BETWEEN:
Plaintiff;
Defendant.
GILLEN J
Index
Summary
Introduction paras 1-4
Background paras 5-7
Order 18 r19(1)(a) para 8
Principles governing strike out para 9
The Convention paras 10-13
DSD v Commissioner of Police paras 14-18
Effect of DSD paras 19-22
Common Law paras 23-28
Submissions of counsel paras 29-31
Discussion paras 32-36
Conclusion paras 37-40
Summary
The plaintiff is a vulnerable young woman who was raped on 16 June 2007. She has sued the PSNI for personal injuries suffered by her on account of the negligence of, and breach of her rights under the European Convention for the Protection of Human Rights and Fundamental Freedoms by, the PSNI in the course of a flawed investigation of this rape.
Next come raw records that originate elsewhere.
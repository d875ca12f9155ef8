//! The value-numbering pass.
//!
//! Walks a function body in program order, feeding every instruction's
//! facts into a [`CongruenceModel`] and rewriting what the model proves
//! redundant:
//!
//! - input operands are replaced through [`CongruenceModel::replacement_for`]
//!   (outputs are never touched);
//! - a computation that folds becomes an assignment of the literal;
//! - a recomputation of a value some accessible, initialized variable
//!   already holds becomes a copy of that variable;
//! - range-loop bounds are substituted like operands.
//!
//! Facts learned inside a synchronous `Nested` block are promoted to the
//! enclosing scope when it ends; every other nested scope's facts are
//! discarded with it.

use flux_ir::{
    Arg, Block, BuiltinOp, Constant, Continuation, Function, FunctionSigs, GlobalConstants,
    InputSlot, Instruction, OpMode, OptFlags, Statement, Storage, StringInterner, Type, VarId,
    VarTable,
};
use flux_stack::ensure_sufficient_stack;
use smallvec::SmallVec;

use crate::{
    ArgOrCv, CongruenceKind, CongruenceModel, ComputedValue, InitTracker, Opcode, VnError,
};

/// What value numbering did to one function.
#[derive(Clone, Copy, Debug, Default, PartialEq, Eq)]
pub struct VnStats {
    /// Operands replaced by a congruent variable or literal.
    pub substituted: usize,
    /// Computations replaced by a literal.
    pub folded: usize,
    /// Recomputations replaced by a copy.
    pub eliminated: usize,
    /// Classes joined.
    pub merges: usize,
    /// Facts established by every arm of a branch and kept after it.
    pub unified: usize,
}

/// "`loc` holds `value`", as learned from one instruction.
#[derive(Clone, Debug, PartialEq, Eq)]
pub struct Fact {
    pub kind: CongruenceKind,
    pub value: ComputedValue,
    pub loc: Arg,
}

/// Congruence facts established by executing `instr`.
pub fn facts(instr: &Instruction, sigs: &FunctionSigs) -> SmallVec<[Fact; 2]> {
    let value = |op, args: &[Arg], loc: VarId| Fact {
        kind: CongruenceKind::Value,
        value: ComputedValue::new(op, args.iter().cloned()),
        loc: Arg::Var(loc),
    };
    let alias = |op, args: &[Arg], loc: VarId| Fact {
        kind: CongruenceKind::Alias,
        value: ComputedValue::new(op, args.iter().cloned()),
        loc: Arg::Var(loc),
    };

    let mut out = SmallVec::new();
    match instr {
        Instruction::Builtin { op, mode, dst, args } => {
            out.push(value(Opcode::Builtin(*op, *mode), args, *dst));
        }
        Instruction::Store { dst, src, .. } => {
            out.push(value(Opcode::Assign, std::slice::from_ref(src), *dst));
            out.push(Fact {
                kind: CongruenceKind::Value,
                value: ComputedValue::new(Opcode::Retrieve, [Arg::Var(*dst)]),
                loc: src.clone(),
            });
        }
        Instruction::Retrieve { dst, src, .. } => {
            out.push(value(Opcode::Retrieve, &[Arg::Var(*src)], *dst));
        }
        Instruction::Copy { dst, src } => {
            out.push(value(Opcode::Copy, &[Arg::Var(*src)], *dst));
        }
        Instruction::StructAlias { dst, src, field } => {
            out.push(alias(Opcode::StructField(*field), &[Arg::Var(*src)], *dst));
        }
        Instruction::ArrayAlias { dst, array, index } => {
            out.push(alias(Opcode::ArrayMember, &[Arg::Var(*array), index.clone()], *dst));
        }
        Instruction::ArrayInsert {
            array,
            index,
            member,
        } => {
            out.push(alias(Opcode::ArrayMember, &[Arg::Var(*array), index.clone()], *member));
        }
        Instruction::LoadRef { dst, src, .. } => {
            out.push(alias(Opcode::Deref, &[Arg::Var(*src)], *dst));
        }
        Instruction::IsMapped { dst, file } => {
            out.push(value(Opcode::IsMapped, &[Arg::Var(*file)], *dst));
        }
        Instruction::GetFilename { dst, file } => {
            out.push(value(Opcode::GetFilename, &[Arg::Var(*file)], *dst));
        }
        Instruction::SetFilename { file, filename } => out.push(Fact {
            kind: CongruenceKind::Value,
            value: ComputedValue::new(Opcode::Filename, [Arg::Var(*file)]),
            loc: filename.clone(),
        }),
        Instruction::Call {
            func,
            mode,
            outputs,
            inputs,
        } => {
            if let [output] = outputs.as_slice() {
                if sigs.is_pure(*func) {
                    out.push(value(Opcode::Call(*func, *mode), inputs, *output));
                }
            }
        }
        Instruction::RefCount { .. } => {}
    }
    out
}

/// Output and computed value of an instruction that could be replaced by
/// an assignment or a copy.
fn recomputation(instr: &Instruction, sigs: &FunctionSigs) -> Option<(VarId, ComputedValue)> {
    match instr {
        Instruction::Builtin { op, .. } if *op != BuiltinOp::CopyValue => {}
        Instruction::Retrieve { read_decr: 0, .. }
        | Instruction::IsMapped { .. }
        | Instruction::GetFilename { .. }
        | Instruction::Call { .. } => {}
        _ => return None,
    }
    facts(instr, sigs)
        .into_iter()
        .next()
        .and_then(|fact| Some((fact.loc.var()?, fact.value)))
}

/// Number the values of `func`, rewriting it in place.
pub fn number_values(
    func: &mut Function,
    vars: &VarTable,
    sigs: &FunctionSigs,
    globals: &GlobalConstants,
    names: &StringInterner,
    flags: OptFlags,
) -> Result<VnStats, VnError> {
    let mut pass = ValueNumbering {
        model: CongruenceModel::new(vars, globals, sigs, flags),
        init: InitTracker::new(vars),
        vars,
        sigs,
        globals,
        flags,
        stats: VnStats::default(),
    };
    for param in func.params() {
        pass.model.declare(param);
    }
    pass.init.mark_all(func.inputs.iter().copied());
    pass.visit_block(&mut func.body)?;

    pass.stats.merges = pass.model.merge_count();
    let stats = pass.stats;
    tracing::debug!(
        function = names.lookup(func.name),
        substituted = stats.substituted,
        folded = stats.folded,
        eliminated = stats.eliminated,
        unified = stats.unified,
        merges = stats.merges,
        "value numbering complete"
    );
    Ok(stats)
}

struct ValueNumbering<'a> {
    model: CongruenceModel<'a>,
    init: InitTracker<'a>,
    vars: &'a VarTable,
    sigs: &'a FunctionSigs,
    globals: &'a GlobalConstants,
    flags: OptFlags,
    stats: VnStats,
}

impl ValueNumbering<'_> {
    fn visit_block(&mut self, block: &mut Block) -> Result<(), VnError> {
        ensure_sufficient_stack(|| {
            for decl in &block.variables {
                self.model.declare(decl.var);
            }
            for stmt in &mut block.statements {
                match stmt {
                    Statement::Instr(instr) => self.visit_instr(instr)?,
                    Statement::Cont(cont) => self.visit_cont(cont)?,
                }
            }
            Ok(())
        })
    }

    fn visit_instr(&mut self, instr: &mut Instruction) -> Result<(), VnError> {
        if instr.is_refcount() {
            return Ok(());
        }
        if self.flags.contains(OptFlags::MERGE) {
            self.substitute_inputs(instr);
        }
        for fact in facts(instr, self.sigs) {
            self.model.add(fact.kind, &fact.value, fact.loc)?;
        }
        // A rewrite would drop the refcount changes riding on the instruction.
        let carries_counts = !instr.piggybacked().is_empty();
        if let Some(simpler) = (!carries_counts).then(|| self.simplified(instr)).flatten() {
            tracing::trace!(before = ?instr, after = ?simpler, "rewrote instruction");
            *instr = simpler;
        }
        self.init.mark_all(instr.initialized_vars(self.vars));
        Ok(())
    }

    /// Rewrite operands through their congruence classes. Operands that
    /// carry piggybacked refcount changes keep their variable.
    fn substitute_inputs(&mut self, instr: &mut Instruction) {
        let (model, init) = (&self.model, &self.init);
        let carried: SmallVec<[VarId; 2]> =
            instr.piggybacked().iter().map(|(v, _, _)| *v).collect();
        let replace = |kind: CongruenceKind, v: VarId| {
            if carried.contains(&v) {
                None
            } else {
                model.replacement_for(kind, v, init)
            }
        };
        let mut substituted = 0;
        for slot in instr.input_slots_mut() {
            match slot {
                InputSlot::Value(arg) => {
                    if let Some(r) = arg.var().and_then(|v| replace(CongruenceKind::Value, v)) {
                        *arg = r;
                        substituted += 1;
                    }
                }
                InputSlot::FutureArg(arg) => {
                    let r = arg.var().and_then(|v| replace(CongruenceKind::Value, v));
                    if let Some(r @ Arg::Var(_)) = r {
                        *arg = r;
                        substituted += 1;
                    }
                }
                InputSlot::Future(v) => {
                    if let Some(Arg::Var(r)) = replace(CongruenceKind::Value, *v) {
                        *v = r;
                        substituted += 1;
                    }
                }
                InputSlot::Identity(v) => {
                    if let Some(Arg::Var(r)) = replace(CongruenceKind::Alias, *v) {
                        *v = r;
                        substituted += 1;
                    }
                }
            }
        }
        self.stats.substituted += substituted;
    }

    /// A cheaper instruction computing the same output, if there is one.
    fn simplified(&mut self, instr: &Instruction) -> Option<Instruction> {
        let (dst, value) = recomputation(instr, self.sigs)?;
        let canon = self.model.canonicalize(CongruenceKind::Value, &value);
        if let Some(c) = self.constant_of(&canon) {
            self.stats.folded += 1;
            return Some(self.assign_constant(dst, c));
        }
        if !self.flags.contains(OptFlags::MERGE) {
            return None;
        }
        match self
            .model
            .replacement_for(CongruenceKind::Value, dst, &self.init)?
        {
            Arg::Const(c) => {
                self.stats.folded += 1;
                Some(self.assign_constant(dst, c))
            }
            Arg::Var(src) => {
                self.stats.eliminated += 1;
                Some(self.copy_from(dst, src))
            }
        }
    }

    /// The literal a canonical value denotes, directly or as a future.
    fn constant_of(&self, canon: &ArgOrCv) -> Option<Constant> {
        match canon {
            ArgOrCv::Arg(Arg::Const(c)) => Some(c.clone()),
            ArgOrCv::Arg(Arg::Var(v)) if self.vars.storage(*v) == Storage::GlobalConst => {
                self.globals.value_of(*v).cloned()
            }
            ArgOrCv::Arg(Arg::Var(_)) => None,
            ArgOrCv::Cv(cv) => cv.assigned_constant().cloned(),
        }
    }

    fn is_value(&self, var: VarId) -> bool {
        matches!(self.vars.ty(var), Type::Value(_))
    }

    fn assign_constant(&self, dst: VarId, value: Constant) -> Instruction {
        if self.is_value(dst) {
            Instruction::Builtin {
                op: BuiltinOp::CopyValue,
                mode: OpMode::Local,
                dst,
                args: vec![Arg::Const(value)],
            }
        } else {
            Instruction::Store {
                dst,
                src: Arg::Const(value),
                write_decr: 0,
            }
        }
    }

    fn copy_from(&self, dst: VarId, src: VarId) -> Instruction {
        if self.is_value(dst) {
            Instruction::Builtin {
                op: BuiltinOp::CopyValue,
                mode: OpMode::Local,
                dst,
                args: vec![Arg::Var(src)],
            }
        } else {
            Instruction::Copy { dst, src }
        }
    }

    fn visit_cont(&mut self, cont: &mut Continuation) -> Result<(), VnError> {
        if self.flags.contains(OptFlags::MERGE) {
            for arg in cont.control_args_mut() {
                let replacement = arg
                    .var()
                    .and_then(|v| self.model.replacement_for(CongruenceKind::Value, v, &self.init));
                if let Some(r) = replacement {
                    *arg = r;
                    self.stats.substituted += 1;
                }
            }
        }

        let on_task = cont.is_async();
        let bound = cont.bound_vars();
        let promote = matches!(cont, Continuation::Nested { .. });
        let exhaustive = cont.is_exhaustive();
        let mut arms = Vec::new();
        let mut arm_merges = Vec::new();

        for block in cont.blocks_mut() {
            self.model.push_scope(on_task);
            self.init.push();
            self.init.mark_all(bound.iter().copied());
            let visited = self.visit_block(block);
            let merges = self.model.pop_scope();
            let initialized = self.init.pop();
            visited?;

            if promote {
                tracing::trace!(block = ?block.id, merges = merges.len(), "promoted merges");
                self.model.promote(merges)?;
                self.init.mark_all(initialized);
            } else if exhaustive {
                arms.push(initialized);
                arm_merges.push(merges);
            }
        }
        if exhaustive {
            self.init.join_arms(&arms);
            let unified = self.model.unify_arms(&arm_merges)?;
            if unified > 0 {
                tracing::trace!(unified, "facts shared by every arm");
            }
            self.stats.unified += unified;
        }
        Ok(())
    }
}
The issue now before the court is whether, before serving his defence, the defendant can strike out her claim on the basis that as a matter of public policy actions for damages will not lie against the police so far as concerns their functions in the investigation and suppression of crime save in exceptional circumstances.
Introduction
[1] This is an appeal against an order by Master McCorry dismissing an application by the defendant pursuant to Order 18 Rule 19 of the Rules of the Court of Judicature (Northern Ireland) 1980 to strike out the plaintiff's claim on the basis that the pleadings disclose no reasonable cause of action.
[2] Within days of the conclusion of my hearing this appeal on 20 February 2014, and whilst I was in the course of writing my judgment, the High Court in England and Wales handed down a judgment in DSD and NVB v Commissioner of Police for the Metropolis [2014] EWHC 436 (QB) ("DSD") which I considered relevant to the issues in this matter. I therefore afforded counsel a further opportunity to address me on the impact of this decision on the instant case.
[3] In the course of my researches I also encountered, and again referred to counsel, an article in the Modern Law Review (2013) 76 "Negligence and Human Rights Law: The Case for Separate Development" dealing with the concept of convergence between the common law and the rights that arise from the European Convention for the Protection of Human Rights and Fundamental Freedoms (1950) (as set out in Schedule 1 to the Human Rights Act 1998) (hereinafter "the Convention"). Mr Girvan, who appeared on behalf of the plaintiff, and Mr McMillen QC, who appeared on behalf of the defendant, furnished me with well argued and analytically rigorous written submissions and oral argument on these fresh issues.
[4] At a subsequent hearing, and in the wake of DSD, on the consent of the parties I granted leave to the plaintiff to amend the Writ of Summons and Statement of Claim to include a claim for breach of Article 3 of the Convention in addition to the claims for negligence and breach of Article 8 of the Convention already pleaded. It was agreed between counsel that the defendant would not oppose such an amendment on the basis that the defendant would have the right to argue any limitation point that existed at the time of the original writ and in particular to maintain the right to argue that the primary limitation period set out at section 7(5)(a) of the Human Rights Act 1998 had expired by the time this Writ/Statement of Claim was amended. The plaintiff has acknowledged that the defendant is entitled to make this argument. The parties invited me to make this amendment administratively in light of the agreement entered into between them but out of an abundance of caution and because I envisaged logistical difficulties in effecting this step, I convened a further meeting and obtained the express agreement from both counsel on this matter.
Background
[5] At the time of the service of the Statement in Claim in July 2013 the plaintiff was a 25 year old woman who suffers from Asperger syndrome, autism and other mental problems. She does not have the capacity to act on her own behalf in these proceedings.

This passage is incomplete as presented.